In 2020, between 720 and 811 million persons worldwide were suffering from hunger, as many as 161 million more than in 2019. Also in 2020, over 30 per cent – a staggering 2.4 billion people – were moderately or severely food-insecure, lacking regular access to adequate food. This represents an increase of almost 320 million people in the course of just one year.
Globally, 149.2 million children under five years of age, or 22.0 per cent, were suffering from stunting (low height for age) in 20202, the proportion having decreased from 24.4 per cent in 2015. These numbers may become higher, however, owing to continued constraints on accessing nutritious diets and essential nutrition services during the pandemic, with the full impact possibly taking years to manifest itself. To achieve the target of a 5 per cent reduction in the number of stunted children by 2025, the current rate of decline of 2.1 per cent per year must double through global efforts to 3.9 per cent per year.

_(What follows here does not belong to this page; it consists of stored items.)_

//! Intent extraction: free-form query to candidate search terms

use crate::events::EventSink;
use crate::parse::{parse_intent_response, truncate_for_error};
use crate::prompts;
use catalogchat_core::tokens::TokenLedger;
use catalogchat_core::traits::LlmProvider;
use catalogchat_core::types::{IntentMap, Source, TokenUsageRecord};
use std::sync::Arc;
use std::time::Instant;
use tracing::{debug, warn};

/// Maps a multilingual free-form query to named table/column/view name
/// candidates with a single LLM call. Never fails: any LLM or parse
/// problem degrades to an empty map.
pub struct IntentExtractor {
    llm: Arc<dyn LlmProvider>,
    ledger: Arc<TokenLedger>,
}

impl IntentExtractor {
    pub fn new(llm: Arc<dyn LlmProvider>, ledger: Arc<TokenLedger>) -> Self {
        Self { llm, ledger }
    }

    pub async fn extract(&self, query: &str, events: &EventSink) -> IntentMap {
        let prompt = prompts::format_prompt(prompts::INTENT_EXTRACT, &[("query", query)]);

        let started = Instant::now();
        let map = match self.llm.generate(&prompt).await {
            Ok(response) => {
                if let Some(usage) = response.usage {
                    self.ledger.record(TokenUsageRecord {
                        source: Source::System,
                        model: response.model.clone(),
                        input_tokens: usage.input_tokens,
                        output_tokens: usage.output_tokens,
                        execution_time_secs: Some(started.elapsed().as_secs_f64()),
                    });
                }
                let map = parse_intent_response(&response.text);
                if map.is_empty() {
                    debug!(
                        "No terms extracted from response: {}",
                        truncate_for_error(&response.text)
                    );
                }
                map
            }
            Err(e) => {
                warn!("Intent extraction call failed, continuing with raw query: {e}");
                IntentMap::new()
            }
        };

        events.progress(
            "intent",
            format!("extracted {} search term(s)", map.len()),
        );

        map
    }
}

#[cfg(test)]
mod tests {
    use super::*;
    use crate::events::PipelineEvent;
    use crate::llm::MockLlmProvider;

    fn extractor(llm: MockLlmProvider) -> IntentExtractor {
        IntentExtractor::new(Arc::new(llm), Arc::new(TokenLedger::new()))
    }

    #[tokio::test]
    async fn test_extract_parses_terms() {
        let llm = MockLlmProvider::new();
        llm.push_reply(r#"{"item1": "employees", "item2": "salary"}"#);
        let map = extractor(llm)
            .extract("modify the salary field of employees", &EventSink::disabled())
            .await;
        assert_eq!(map.len(), 2);
        assert_eq!(map["item1"], "employees");
        assert_eq!(map["item2"], "salary");
    }

    #[tokio::test]
    async fn test_extract_degrades_on_llm_failure() {
        let llm = MockLlmProvider::new();
        llm.push_error("connection refused");
        let map = extractor(llm)
            .extract("anything", &EventSink::disabled())
            .await;
        assert!(map.is_empty());
    }

    #[tokio::test]
    async fn test_extract_degrades_on_garbage_output() {
        let llm = MockLlmProvider::new();
        llm.push_reply("I could not find any JSON worth returning.");
        let map = extractor(llm)
            .extract("anything", &EventSink::disabled())
            .await;
        assert!(map.is_empty());
    }

    #[tokio::test]
    async fn test_extract_emits_completion_event() {
        let llm = MockLlmProvider::new();
        llm.push_reply(r#"{"item1": "employees"}"#);
        let (sink, mut rx) = EventSink::channel();
        extractor(llm).extract("employees?", &sink).await;

        match rx.try_recv() {
            Ok(PipelineEvent::Progress { step, message }) => {
                assert_eq!(step, "intent");
                assert!(message.contains('1'));
            }
            other => panic!("expected progress event, got {other:?}"),
        }
    }

    #[tokio::test]
    async fn test_extract_records_token_usage() {
        let llm = MockLlmProvider::new();
        llm.push_reply("{}");
        let ledger = Arc::new(TokenLedger::new());
        let extractor = IntentExtractor::new(Arc::new(llm), Arc::clone(&ledger));
        extractor.extract("query", &EventSink::disabled()).await;

        let records = ledger.records();
        assert_eq!(records.len(), 1);
        assert_eq!(records[0].source, Source::System);
        assert!(records[0].execution_time_secs.is_some());
    }
}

In 20202, wasting (low weight for height) affected 45.4 million children under five years of age (6.7 per cent) and overweeight affected 38.9 million children under five years of age (5.7 per cent). Wasting will be one of the conditions most impacted by COVID-19 pandemic in the short term; about 15 per cent more children than currently estimated may have been suffering from wasting, owing to deterioration in household wealth and disruptions in the availability and affordability of nutritious food and essential nutrition services. Childhood overweight may also be on the rise in some countries where unhealthy food replaced fresh, nutritious food and movement restrictions have constrained opportunities for physical activity for long periods of time.
In women, anaemia increases the risk of adverse maternal and neonatal outcomes. Since 2015, the prevalence of anaemia in women of reproductive age has been stagnant globally, with over half a billion women aged 15-49 years with anaemia in 2019, representing a prevalence of 29.9 per cent (29.6 per cent in non-pregnant women and 36.5 per cent in pregnant women).